8:04 p.m.: Total Eclipse of the Heart
Once upon a time I was falling apart. Now I'm always falling in love.
By "now" I mean Saturday night, in one of the sleazy karaoke bars where I always seem to wind up. It's me and my wife, somewhere in New York City. We're here to sing the night away. It's just after eight, early enough to beat the midnight crowds, too late to talk ourselves out of what lies ahead. We're not going home before we get a few songs in. And we're not getting up on time tomorrow. Sometimes we drag some innocent bystanders along. Tonight it's just us.
Either way, we always come here for a fix of that transcendent experience we can only get from singing. The electric frazzle in the voices, the crackle of the microphones, the smell of sweat, mildew, vodka, and pheromones -- the full karaoke experience.
Tonight we are setting out to belt some of our favorite songs. We'll do songs we've never tried before. We'll take on duets we haven't sung together. And we'll do the standards we always have to do. But when you take that karaoke microphone in your hand, you don't know what kind of adventure you're stepping into. So you just have to surrender and let the song take over. You start to sing karaoke, and some kind of psychic heart-switch flips. If you're lucky, and the beer doesn't run out, it's more than just a night of debauchery. It's a spiritual quest. This spiritual quest, like so many spiritual quests, involves Bonnie Tyler.
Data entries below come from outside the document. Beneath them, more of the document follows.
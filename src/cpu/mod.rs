// CPU module - 65816 processor implementation
//
// The Ricoh 5A22's 65816 core: a 16-bit CPU that boots in a 65C02-like
// emulation mode and switches register widths at runtime through the M and
// X status flags.

// Sub-modules
pub mod addressing;
pub mod execute;
pub mod instructions;
pub mod opcodes;

use serde::{Deserialize, Serialize};

use crate::bus::Bus;
use log::warn;

/// Processor Status Flags (P register)
///
/// Bit layout:
/// ```text
/// 7  6  5  4  3  2  1  0
/// N  V  M  X  D  I  Z  C
/// ```
///
/// - N: Negative flag (bit 7)
/// - V: Overflow flag (bit 6)
/// - M: Accumulator/memory width (bit 5, 1 = 8-bit)
/// - X: Index register width (bit 4, 1 = 8-bit)
/// - D: Decimal mode flag (bit 3)
/// - I: Interrupt disable flag (bit 2)
/// - Z: Zero flag (bit 1)
/// - C: Carry flag (bit 0)
///
/// The emulation flag E is a separate latch, not part of P. While E=1 the
/// M and X bits are forced set.
pub mod flags {
    pub const CARRY: u8 = 0b0000_0001; // Bit 0: C
    pub const ZERO: u8 = 0b0000_0010; // Bit 1: Z
    pub const IRQ_DISABLE: u8 = 0b0000_0100; // Bit 2: I
    pub const DECIMAL: u8 = 0b0000_1000; // Bit 3: D
    pub const INDEX_8: u8 = 0b0001_0000; // Bit 4: X
    pub const MEMORY_8: u8 = 0b0010_0000; // Bit 5: M
    pub const OVERFLOW: u8 = 0b0100_0000; // Bit 6: V
    pub const NEGATIVE: u8 = 0b1000_0000; // Bit 7: N
}

/// Interrupt Vector Addresses
///
/// 16-bit vectors in bank 0. Native mode and emulation mode use separate
/// tables; BRK shares the IRQ vector in both.
pub mod vectors {
    /// Native-mode COP vector ($FFE4-$FFE5)
    pub const NATIVE_COP: u16 = 0xFFE4;

    /// Native-mode NMI vector ($FFEA-$FFEB)
    pub const NATIVE_NMI: u16 = 0xFFEA;

    /// Native-mode IRQ/BRK vector ($FFEE-$FFEF)
    pub const NATIVE_IRQ: u16 = 0xFFEE;

    /// Emulation-mode COP vector ($FFF4-$FFF5)
    pub const EMU_COP: u16 = 0xFFF4;

    /// Emulation-mode NMI vector ($FFFA-$FFFB)
    pub const EMU_NMI: u16 = 0xFFFA;

    /// RESET vector ($FFFC-$FFFD), always read in emulation mode
    pub const RESET: u16 = 0xFFFC;

    /// Emulation-mode IRQ/BRK vector ($FFFE-$FFFF)
    pub const EMU_IRQ: u16 = 0xFFFE;
}

/// Program counter used when the reset vector reads back empty
///
/// An all-zero vector means the ROM image is broken; starting at $8000
/// keeps the core fetching out of mapped ROM instead of WRAM.
pub const RESET_FALLBACK_PC: u16 = 0x8000;

/// Register snapshot handed to the host and to save states
#[derive(Debug, Clone, Copy, PartialEq, Eq, Serialize, Deserialize)]
pub struct Registers {
    pub a: u16,
    pub x: u16,
    pub y: u16,
    pub sp: u16,
    pub pc: u16,
    pub pb: u8,
    pub db: u8,
    pub d: u16,
    pub p: u8,
    pub emulation: bool,
}

/// CPU structure representing the 65816 processor state
pub struct Cpu {
    // Registers
    pub a: u16,     // Accumulator (low byte only when M=1)
    pub x: u16,     // Index Register X
    pub y: u16,     // Index Register Y
    pub sp: u16,    // Stack Pointer
    pub pc: u16,    // Program Counter
    pub pb: u8,     // Program Bank
    pub db: u8,     // Data Bank
    pub d: u16,     // Direct Page Register
    pub status: u8, // Processor Status flags (NVMXDIZC)

    /// Emulation-mode flag (E), stored outside P
    pub emulation: bool,

    /// Latched non-maskable interrupt, serviced between instructions
    pub nmi_pending: bool,

    /// Level-triggered interrupt request line
    pub irq_line: bool,

    /// Set by STP; only a reset resumes execution
    pub stopped: bool,

    /// Set by WAI; cleared when an interrupt arrives
    pub waiting: bool,

    /// Total number of cycles executed
    pub cycles: u64,
}

impl Cpu {
    /// Create a new CPU in the pre-reset state
    ///
    /// The 65816 always powers up in emulation mode with 8-bit registers
    /// and interrupts disabled; `reset` must run before execution to load
    /// the program counter from the reset vector.
    pub fn new() -> Self {
        Cpu {
            a: 0,
            x: 0,
            y: 0,
            sp: 0x01FF,
            pc: 0,
            pb: 0,
            db: 0,
            d: 0,
            status: flags::MEMORY_8 | flags::INDEX_8 | flags::IRQ_DISABLE,
            emulation: true,
            nmi_pending: false,
            irq_line: false,
            stopped: false,
            waiting: false,
            cycles: 0,
        }
    }

    /// Reset the CPU and load PC from the reset vector
    ///
    /// Enters emulation mode with M=X=1, I set, D cleared, SP at $01FF and
    /// the direct page at 0. The 16-bit vector at $00FFFC provides the
    /// entry point; a vector of $0000 (broken ROM) falls back to
    /// [`RESET_FALLBACK_PC`].
    pub fn reset(&mut self, bus: &mut Bus) {
        self.a = 0;
        self.x = 0;
        self.y = 0;
        self.sp = 0x01FF;
        self.pb = 0;
        self.db = 0;
        self.d = 0;
        self.emulation = true;
        self.status = flags::MEMORY_8 | flags::INDEX_8 | flags::IRQ_DISABLE;
        self.nmi_pending = false;
        self.irq_line = false;
        self.stopped = false;
        self.waiting = false;
        self.cycles = 0;

        let vector = bus.read_u16(vectors::RESET as u32);
        self.pc = if vector == 0 {
            warn!(
                "reset vector is $0000, falling back to ${:04X}",
                RESET_FALLBACK_PC
            );
            RESET_FALLBACK_PC
        } else {
            vector
        };
    }

    /// Snapshot the register file
    pub fn registers(&self) -> Registers {
        Registers {
            a: self.a,
            x: self.x,
            y: self.y,
            sp: self.sp,
            pc: self.pc,
            pb: self.pb,
            db: self.db,
            d: self.d,
            p: self.status,
            emulation: self.emulation,
        }
    }

    /// Restore the register file from a snapshot
    pub fn set_registers(&mut self, regs: &Registers) {
        self.a = regs.a;
        self.x = regs.x;
        self.y = regs.y;
        self.sp = regs.sp;
        self.pc = regs.pc;
        self.pb = regs.pb;
        self.db = regs.db;
        self.d = regs.d;
        self.emulation = regs.emulation;
        self.set_status_register(regs.p);
    }

    // ========================================
    // Status Flag Manipulation
    // ========================================

    /// Get the value of a specific flag
    #[inline]
    pub fn get_flag(&self, flag: u8) -> bool {
        (self.status & flag) != 0
    }

    /// Set a specific flag to 1
    #[inline]
    pub fn set_flag(&mut self, flag: u8) {
        self.status |= flag;
    }

    /// Clear a specific flag (set to 0)
    #[inline]
    pub fn clear_flag(&mut self, flag: u8) {
        self.status &= !flag;
    }

    /// Update a flag based on a condition
    #[inline]
    pub fn update_flag(&mut self, flag: u8, condition: bool) {
        if condition {
            self.set_flag(flag);
        } else {
            self.clear_flag(flag);
        }
    }

    /// Replace the whole status register, enforcing the width invariants
    ///
    /// In emulation mode M and X stay forced. Narrowing the index
    /// registers zeroes their high bytes.
    pub fn set_status_register(&mut self, value: u8) {
        self.status = value;
        if self.emulation {
            self.status |= flags::MEMORY_8 | flags::INDEX_8;
        }
        if self.index_is_8bit() {
            self.x &= 0x00FF;
            self.y &= 0x00FF;
        }
    }

    /// True when the accumulator and memory operations are 8-bit
    #[inline]
    pub fn memory_is_8bit(&self) -> bool {
        self.emulation || self.get_flag(flags::MEMORY_8)
    }

    /// True when the index registers are 8-bit
    #[inline]
    pub fn index_is_8bit(&self) -> bool {
        self.emulation || self.get_flag(flags::INDEX_8)
    }

    /// Set N and Z from a result of the given width
    #[inline]
    pub(crate) fn set_nz(&mut self, value: u16, is_8bit: bool) {
        if is_8bit {
            self.update_flag(flags::ZERO, value & 0xFF == 0);
            self.update_flag(flags::NEGATIVE, value & 0x80 != 0);
        } else {
            self.update_flag(flags::ZERO, value == 0);
            self.update_flag(flags::NEGATIVE, value & 0x8000 != 0);
        }
    }

    // ========================================
    // Register Width Helpers
    // ========================================

    /// Accumulator value at the current memory width
    #[inline]
    pub(crate) fn a_value(&self) -> u16 {
        if self.memory_is_8bit() {
            self.a & 0xFF
        } else {
            self.a
        }
    }

    /// Store into the accumulator at the current memory width; the high
    /// byte survives 8-bit stores
    #[inline]
    pub(crate) fn set_a(&mut self, value: u16) {
        if self.memory_is_8bit() {
            self.a = (self.a & 0xFF00) | (value & 0xFF);
        } else {
            self.a = value;
        }
    }

    /// X register value at the current index width
    #[inline]
    pub(crate) fn x_value(&self) -> u16 {
        if self.index_is_8bit() {
            self.x & 0xFF
        } else {
            self.x
        }
    }

    /// Y register value at the current index width
    #[inline]
    pub(crate) fn y_value(&self) -> u16 {
        if self.index_is_8bit() {
            self.y & 0xFF
        } else {
            self.y
        }
    }

    /// Store into X; narrow mode keeps the high byte zero
    #[inline]
    pub(crate) fn set_x(&mut self, value: u16) {
        self.x = if self.index_is_8bit() {
            value & 0xFF
        } else {
            value
        };
    }

    /// Store into Y; narrow mode keeps the high byte zero
    #[inline]
    pub(crate) fn set_y(&mut self, value: u16) {
        self.y = if self.index_is_8bit() {
            value & 0xFF
        } else {
            value
        };
    }

    // ========================================
    // Memory Access Helpers
    // ========================================

    /// Fetch one byte at PB:PC and post-increment PC modulo 0x10000
    #[inline]
    pub(crate) fn fetch8(&mut self, bus: &mut Bus) -> u8 {
        let value = bus.read(((self.pb as u32) << 16) | self.pc as u32);
        self.pc = self.pc.wrapping_add(1);
        value
    }

    /// Fetch a little-endian 16-bit operand
    #[inline]
    pub(crate) fn fetch16(&mut self, bus: &mut Bus) -> u16 {
        let lo = self.fetch8(bus) as u16;
        let hi = self.fetch8(bus) as u16;
        (hi << 8) | lo
    }

    /// Fetch a 24-bit operand (long address)
    #[inline]
    pub(crate) fn fetch24(&mut self, bus: &mut Bus) -> u32 {
        let lo = self.fetch16(bus) as u32;
        let bank = self.fetch8(bus) as u32;
        (bank << 16) | lo
    }

    /// Read a 16-bit value at a 24-bit address, incrementing across banks
    #[inline]
    pub(crate) fn read16(&self, bus: &mut Bus, addr: u32) -> u16 {
        let lo = bus.read(addr) as u16;
        let hi = bus.read(addr.wrapping_add(1) & 0xFF_FFFF) as u16;
        (hi << 8) | lo
    }

    /// Read a 16-bit value from bank 0, wrapping within the bank
    ///
    /// Direct-page and stack pointers live in bank 0 and wrap at $FFFF.
    #[inline]
    pub(crate) fn read16_bank0(&self, bus: &mut Bus, addr: u16) -> u16 {
        let lo = bus.read(addr as u32) as u16;
        let hi = bus.read(addr.wrapping_add(1) as u32) as u16;
        (hi << 8) | lo
    }

    /// Read a 24-bit pointer from bank 0
    #[inline]
    pub(crate) fn read24_bank0(&self, bus: &mut Bus, addr: u16) -> u32 {
        let lo = self.read16_bank0(bus, addr) as u32;
        let bank = bus.read(addr.wrapping_add(2) as u32) as u32;
        (bank << 16) | lo
    }

    /// Write a 16-bit value at a 24-bit address
    #[inline]
    pub(crate) fn write16(&self, bus: &mut Bus, addr: u32, value: u16) {
        bus.write(addr, (value & 0xFF) as u8);
        bus.write(addr.wrapping_add(1) & 0xFF_FFFF, (value >> 8) as u8);
    }

    // ========================================
    // Stack Operations
    // ========================================

    /// Push one byte; in emulation mode the stack stays inside page 1
    #[inline]
    pub(crate) fn push8(&mut self, bus: &mut Bus, value: u8) {
        bus.write(self.sp as u32, value);
        self.sp = self.sp.wrapping_sub(1);
        if self.emulation {
            self.sp = 0x0100 | (self.sp & 0xFF);
        }
    }

    /// Pop one byte
    #[inline]
    pub(crate) fn pop8(&mut self, bus: &mut Bus) -> u8 {
        self.sp = self.sp.wrapping_add(1);
        if self.emulation {
            self.sp = 0x0100 | (self.sp & 0xFF);
        }
        bus.read(self.sp as u32)
    }

    /// Push a 16-bit value, high byte first
    #[inline]
    pub(crate) fn push16(&mut self, bus: &mut Bus, value: u16) {
        self.push8(bus, (value >> 8) as u8);
        self.push8(bus, (value & 0xFF) as u8);
    }

    /// Pop a 16-bit value
    #[inline]
    pub(crate) fn pop16(&mut self, bus: &mut Bus) -> u16 {
        let lo = self.pop8(bus) as u16;
        let hi = self.pop8(bus) as u16;
        (hi << 8) | lo
    }

    // ========================================
    // Interrupts
    // ========================================

    /// Latch a non-maskable interrupt for the next instruction boundary
    pub fn raise_nmi(&mut self) {
        self.nmi_pending = true;
    }

    /// Drive the level-triggered IRQ line
    pub fn set_irq(&mut self, asserted: bool) {
        self.irq_line = asserted;
    }

    /// Enter an interrupt handler through a native/emulation vector pair
    ///
    /// Pushes PB (native only), PC and P, sets I, clears D in native mode,
    /// and vectors through bank 0.
    pub(crate) fn service_interrupt(
        &mut self,
        bus: &mut Bus,
        native_vector: u16,
        emu_vector: u16,
    ) -> u32 {
        if !self.emulation {
            let pb = self.pb;
            self.push8(bus, pb);
        }
        let pc = self.pc;
        let status = self.status;
        self.push16(bus, pc);
        self.push8(bus, status);

        self.set_flag(flags::IRQ_DISABLE);
        if !self.emulation {
            self.clear_flag(flags::DECIMAL);
        }

        let vector = if self.emulation {
            emu_vector
        } else {
            native_vector
        };
        self.pb = 0;
        self.pc = bus.read_u16(vector as u32);
        7
    }
}

impl Default for Cpu {
    fn default() -> Self {
        Self::new()
    }
}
Welcome to Sing Sing, our beloved karaoke den on Avenue A. Ally and I cherish this spot because it has everything you want in a karaoke place: great songbook, private rooms, surly bartenders, cheap drinks. Every time we head over to Sing Sing, I get that thrill of anticipation as we pad down Avenue A. As soon as I see that red awning over the door, even from a few blocks away, the adrenaline starts to flow. The awning has the classic yin-and-yang symbol of the Tao. Except it's at the center of a microphone.
From the sidewalk outside, Sing Sing looks like any other karaoke bar. There's always a picture of a microphone outside. There's a door guy checking drivers' licenses, probably wishing he could be the door guy somewhere swankier, maybe a club where they have a velvet rope and a strict no-Journey policy. Inside, it's dim fluorescent lights and red walls. The customers perch on their bar stools, just a few notes away from crashing to the floor. There's usually a bartender. And there are always songs. That's why we're here.
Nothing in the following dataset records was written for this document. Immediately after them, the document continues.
// PPU rendering logic
//
// One call to `render_scanline` rasterizes the current line (when visible)
// and advances the raster position. Composition happens directly in the
// frame buffer: the line is filled with the backdrop color, background
// layers and sprites then overwrite pixels they win under the per-pixel
// priority rule, and master brightness is applied last.

use super::constants::*;
use super::Ppu;
use crate::display::{apply_brightness, bgr555_to_rgba};

/// Layer id recorded in the scratch buffer for sprite pixels
const LAYER_SPRITES: u8 = 4;

/// Layer id meaning "backdrop still owns this pixel"
const LAYER_NONE: u8 = 0xFF;

impl Ppu {
    /// Render the current scanline and advance the raster position
    ///
    /// Scanlines 0-223 draw into the frame buffer. Reaching scanline 224
    /// raises vertical blank; wrapping past 261 clears it and increments
    /// the frame counter.
    pub fn render_scanline(&mut self) {
        if self.scanline < VISIBLE_SCANLINES {
            self.rasterize_line();
        }

        self.scanline += 1;
        if self.scanline == VISIBLE_SCANLINES {
            self.vblank = true;
        }
        if self.scanline == SCANLINES_PER_FRAME {
            self.scanline = 0;
            self.vblank = false;
            self.frame_count += 1;
        }
    }

    /// Compose one visible line into the frame buffer
    fn rasterize_line(&mut self) {
        let y = self.scanline as usize;

        self.line_priority = [0; SCREEN_WIDTH];
        self.line_layer = [LAYER_NONE; SCREEN_WIDTH];

        // Forced blank and zero brightness both yield a black line
        if self.force_blank || self.brightness == 0 {
            self.framebuffer.fill_scanline(y, [0, 0, 0, 0xFF]);
            return;
        }

        // Backdrop: CGRAM entry 0
        let backdrop = bgr555_to_rgba(self.cgram_word(0));
        self.framebuffer.fill_scanline(y, backdrop);

        let mode = self.bg_mode;
        for &(bg, bpp, rank) in mode_layers(mode) {
            if self.main_screen & (1 << bg) == 0 {
                continue;
            }
            let rank = if mode == 1 && bg == 2 && self.bg3_priority {
                BG3_PROMOTED_RANK
            } else {
                rank
            };
            self.render_background_line(bg, bpp, rank);
        }

        if self.main_screen & 0x10 != 0 {
            self.render_sprites_line();
        }

        if self.brightness < 15 {
            self.apply_line_brightness(y);
        }
    }

    /// Rasterize one background layer across the line
    ///
    /// Per pixel: apply scroll, fetch the tilemap entry (with 64-tile
    /// quadrant stepping when the layer size bits ask for it), decode the
    /// planar tile pixel, and composite under the priority rule. Pixel
    /// index 0 is transparent.
    fn render_background_line(&mut self, bg: usize, bpp: u8, rank: u8) {
        let layer = self.layers[bg];
        let y = self.scanline as usize;

        let tile_px: usize = if layer.tile_16 { 16 } else { 8 };
        let wide = layer.tilemap_size & 1 != 0;
        let tall = layer.tilemap_size & 2 != 0;
        let hmask = (if wide { 64 } else { 32 }) * tile_px - 1;
        let vmask = (if tall { 64 } else { 32 }) * tile_px - 1;

        let words_per_tile = (bpp as usize) * 4;

        for x in 0..SCREEN_WIDTH {
            let vx = (x + layer.hscroll as usize) & hmask;
            let vy = (y + layer.vscroll as usize) & vmask;
            let tx = vx / tile_px;
            let ty = vy / tile_px;

            // Tilemap word: 32x32 quadrants stepped in 0x400-word screens
            let mut map = layer.tilemap_base as usize + ((ty & 0x1F) << 5) + (tx & 0x1F);
            if wide && tx >= 32 {
                map += 0x400;
            }
            if tall && ty >= 32 {
                map += if wide { 0x800 } else { 0x400 };
            }
            let entry = self.vram[map & (VRAM_WORDS - 1)];

            let mut tile = (entry & 0x3FF) as usize;
            let palette = ((entry >> 10) & 0x07) as usize;
            let prio_bit = entry & 0x2000 != 0;
            let hflip = entry & 0x4000 != 0;
            let vflip = entry & 0x8000 != 0;

            let mut col = vx % tile_px;
            let mut row = vy % tile_px;
            if hflip {
                col = tile_px - 1 - col;
            }
            if vflip {
                row = tile_px - 1 - row;
            }
            // 16x16 tiles are four 8x8 subtiles: +1 across, +16 down
            if tile_px == 16 {
                if col >= 8 {
                    tile += 1;
                    col -= 8;
                }
                if row >= 8 {
                    tile += 16;
                    row -= 8;
                }
            }

            let pixel =
                self.tile_pixel(layer.char_base as usize + tile * words_per_tile, row, col, bpp);
            if pixel == 0 {
                continue;
            }

            let priority = rank + if prio_bit { 2 } else { 0 };
            if priority >= self.line_priority[x] {
                let color_index = palette * (1usize << bpp) + pixel as usize;
                let rgba = bgr555_to_rgba(self.cgram_word(color_index));
                self.line_priority[x] = priority;
                self.line_layer[x] = bg as u8;
                self.framebuffer.set_pixel(x, y, rgba);
            }
        }
    }

    /// Rasterize the sprite layer across the line
    ///
    /// OAM is walked from entry 127 down to 0 so that, at equal priority,
    /// lower-index sprites land on top. Sprites clip at the right edge
    /// rather than wrapping; x values past 256 re-enter from the left as
    /// negative positions.
    fn render_sprites_line(&mut self) {
        let y = self.scanline as i32;
        let fb_y = self.scanline as usize;

        for i in (0..SPRITE_COUNT).rev() {
            let entry = i * 4;
            let sy = self.oam[entry + 1] as i32;
            let tile_low = self.oam[entry + 2] as u16;
            let attr = self.oam[entry + 3];

            let ext = self.oam[OAM_EXT_OFFSET + i / 4] >> ((i % 4) * 2);
            let large = ext & 2 != 0;
            let size = self.sprite_size(large) as i32;

            let row_in_sprite = y - sy;
            if row_in_sprite < 0 || row_in_sprite >= size {
                continue;
            }

            let mut sx = self.oam[entry] as i32;
            if ext & 1 != 0 {
                sx -= 256; // x bit 8: sprite re-enters from the left
            }

            let tile = tile_low | (((attr & 1) as u16) << 8);
            let palette = ((attr >> 1) & 0x07) as usize;
            let oam_priority = (attr >> 4) & 0x03;
            let hflip = attr & 0x40 != 0;
            let vflip = attr & 0x80 != 0;
            let rank = SPRITE_RANK_BASE + oam_priority;

            let mut row = row_in_sprite;
            if vflip {
                row = size - 1 - row;
            }
            let row = row as usize;

            for step in 0..size {
                let px = sx + step;
                if px < 0 {
                    continue;
                }
                if px >= SCREEN_WIDTH as i32 {
                    break; // clip, never wrap
                }

                let mut col = step;
                if hflip {
                    col = size - 1 - col;
                }
                let col = col as usize;

                // Sprite sheets stride 16 tiles per row
                let tile_n = (tile as usize + col / 8 + (row / 8) * 16) & 0x1FF;
                let base = self.obj_tile_base(tile_n);
                let pixel = self.tile_pixel(base, row % 8, col % 8, 4);
                if pixel == 0 {
                    continue;
                }

                let x = px as usize;
                if rank >= self.line_priority[x] {
                    // Sprite palettes occupy the upper CGRAM half
                    let color_index = (8 + palette) * 16 + pixel as usize;
                    let rgba = bgr555_to_rgba(self.cgram_word(color_index));
                    self.line_priority[x] = rank;
                    self.line_layer[x] = LAYER_SPRITES;
                    self.framebuffer.set_pixel(x, fb_y, rgba);
                }
            }
        }
    }

    /// Decode one pixel out of a planar tile
    ///
    /// `tile_base` is the word address of the tile's first bitplane pair.
    /// Each pair of bitplanes shares 8 words: plane N in the low bytes,
    /// plane N+1 in the high bytes, one word per row, pixel bit `7-col`.
    fn tile_pixel(&self, tile_base: usize, row: usize, col: usize, bpp: u8) -> u8 {
        let bit = 7 - col;
        let mut pixel = 0u8;
        for pair in 0..(bpp as usize / 2) {
            let word = self.vram[(tile_base + pair * 8 + row) & (VRAM_WORDS - 1)];
            pixel |= (((word >> bit) & 1) as u8) << (pair * 2);
            pixel |= (((word >> (bit + 8)) & 1) as u8) << (pair * 2 + 1);
        }
        pixel
    }

    /// Word address of an object tile, honoring the OBSEL name gap for the
    /// upper tile page
    fn obj_tile_base(&self, tile: usize) -> usize {
        let mut base = self.obj_char_base as usize + (tile & 0xFF) * 16;
        if tile & 0x100 != 0 {
            base += (self.obj_name_gap as usize + 1) << 12;
        }
        base
    }

    /// Edge length in pixels for small/large sprites per OBSEL size select
    fn sprite_size(&self, large: bool) -> usize {
        const SIZES: [(usize, usize); 8] = [
            (8, 16),
            (8, 32),
            (8, 64),
            (16, 32),
            (16, 64),
            (32, 64),
            (16, 32),
            (16, 32),
        ];
        let (small, big) = SIZES[(self.obj_size_select & 7) as usize];
        if large {
            big
        } else {
            small
        }
    }

    /// Scale the finished line by the master brightness register
    fn apply_line_brightness(&mut self, y: usize) {
        for x in 0..SCREEN_WIDTH {
            let [r, g, b, a] = self.framebuffer.get_pixel(x, y);
            self.framebuffer.set_pixel(
                x,
                y,
                [
                    apply_brightness(r, self.brightness),
                    apply_brightness(g, self.brightness),
                    apply_brightness(b, self.brightness),
                    a,
                ],
            );
        }
    }
}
I love the crowd at Sing Sing. It's part of the show. You can always hear rockers and rappers and disco cowgirls and smoothed-out crooners. Despite the early hour, there's already a bachelorette party full of blitzed bridesmaids teetering on their heels, ready to start splashing their Disaronno-and-Sprite on everyone. There are some lurkers in the shadows, too wasted to remember whose birthday they came here to celebrate. Maybe none of us can sing on key, but nobody minds. We're not here to judge, right? Nobody's here because they're a great singer. We came because we want to be stars for a night.
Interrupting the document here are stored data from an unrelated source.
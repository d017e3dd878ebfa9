// APU module - Audio Processing Unit mailbox stub
//
// The real SNES sound system is a separate SPC700 CPU plus DSP that talks to
// the main CPU exclusively through four bidirectional I/O ports mapped at
// $2140-$2143. This module emulates only that mailbox; the SPC700 core and
// audio synthesis are out of scope.
//
// ## Register Map
//
// | Address | Name    | Access | Description          |
// |---------|---------|--------|----------------------|
// | $2140   | APUIO0  | R/W    | Mailbox port 0       |
// | $2141   | APUIO1  | R/W    | Mailbox port 1       |
// | $2142   | APUIO2  | R/W    | Mailbox port 2       |
// | $2143   | APUIO3  | R/W    | Mailbox port 3       |
//
// At power-on the SPC700 IPL ROM presents $AA on port 0 and $BB on port 1,
// and the upload protocol echoes written values back. The stub reproduces
// both behaviors so well-behaved boot handshakes terminate instead of
// spinning forever on a dead port.

use serde::{Deserialize, Serialize};

/// Mailbox stub standing in for the SPC700 sound system
#[derive(Debug, Clone, Serialize, Deserialize)]
pub struct Apu {
    /// Values the CPU reads from $2140-$2143
    output: [u8; 4],

    /// Last values the CPU wrote to $2140-$2143
    input: [u8; 4],

    /// Cycle bookkeeping, advanced by the scheduler
    cycles: u64,
}

impl Apu {
    /// Create the mailbox in its post-IPL state
    pub fn new() -> Self {
        Apu {
            output: [0xAA, 0xBB, 0x00, 0x00],
            input: [0; 4],
            cycles: 0,
        }
    }

    /// Reset the mailbox to the IPL ready signature
    pub fn reset(&mut self) {
        self.output = [0xAA, 0xBB, 0x00, 0x00];
        self.input = [0; 4];
        self.cycles = 0;
    }

    /// CPU read of $2140 + port
    pub fn read_port(&self, port: usize) -> u8 {
        self.output[port & 3]
    }

    /// CPU write of $2140 + port
    ///
    /// The value is echoed straight back on the same port, which is what the
    /// IPL upload loop expects as its acknowledgement.
    pub fn write_port(&mut self, port: usize, value: u8) {
        let port = port & 3;
        self.input[port] = value;
        self.output[port] = value;
    }

    /// Last value the CPU wrote to a port (for host-side inspection)
    pub fn last_cpu_write(&self, port: usize) -> u8 {
        self.input[port & 3]
    }

    /// Advance the (stubbed) sound core by `cycles` CPU cycles
    pub fn step(&mut self, cycles: u32) {
        self.cycles = self.cycles.wrapping_add(cycles as u64);
    }

    /// Total cycles accounted to the sound core
    pub fn cycles(&self) -> u64 {
        self.cycles
    }
}

impl Default for Apu {
    fn default() -> Self {
        Self::new()
    }
}

#[cfg(test)]
mod tests {
    use super::*;

    #[test]
    fn test_ipl_ready_signature() {
        let apu = Apu::new();
        assert_eq!(apu.read_port(0), 0xAA);
        assert_eq!(apu.read_port(1), 0xBB);
        assert_eq!(apu.read_port(2), 0x00);
        assert_eq!(apu.read_port(3), 0x00);
    }

    #[test]
    fn test_write_echoes_back() {
        let mut apu = Apu::new();
        apu.write_port(0, 0xCC);
        assert_eq!(apu.read_port(0), 0xCC);
        assert_eq!(apu.last_cpu_write(0), 0xCC);
    }

    #[test]
    fn test_ports_are_independent() {
        let mut apu = Apu::new();
        apu.write_port(2, 0x11);
        apu.write_port(3, 0x22);
        assert_eq!(apu.read_port(2), 0x11);
        assert_eq!(apu.read_port(3), 0x22);
        assert_eq!(apu.read_port(0), 0xAA, "untouched port keeps IPL value");
    }

    #[test]
    fn test_reset_restores_signature() {
        let mut apu = Apu::new();
        apu.write_port(0, 0x42);
        apu.step(1000);
        apu.reset();
        assert_eq!(apu.read_port(0), 0xAA);
        assert_eq!(apu.cycles(), 0);
    }

    #[test]
    fn test_step_accumulates_cycles() {
        let mut apu = Apu::new();
        apu.step(227);
        apu.step(227);
        assert_eq!(apu.cycles(), 454);
    }
}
Some places have a stage; other places you sing at the bar or grab a table. One of the reasons we love Sing Sing is they have the private rooms, which is definitely the way we want to go tonight. If you get there soon after 8 p.m., you can usually score one, but by ten, you'll get stuck on the waiting list.
Karaoke has lots of rituals. The first, naturally, is showing up. The second: Ally and I check in at the front desk to get our room. It's eight dollars an hour per person for the room, or two dollars per song if you sit at the bar. But it's cheaper to rent the room, which means you stay later and sing more. You can sign up for a specified time, or you can sing until the bartenders throw you out at closing time. I can already tell tonight is going to be the second kind. But hey -- it's Saturday night, so I guess that makes it all right.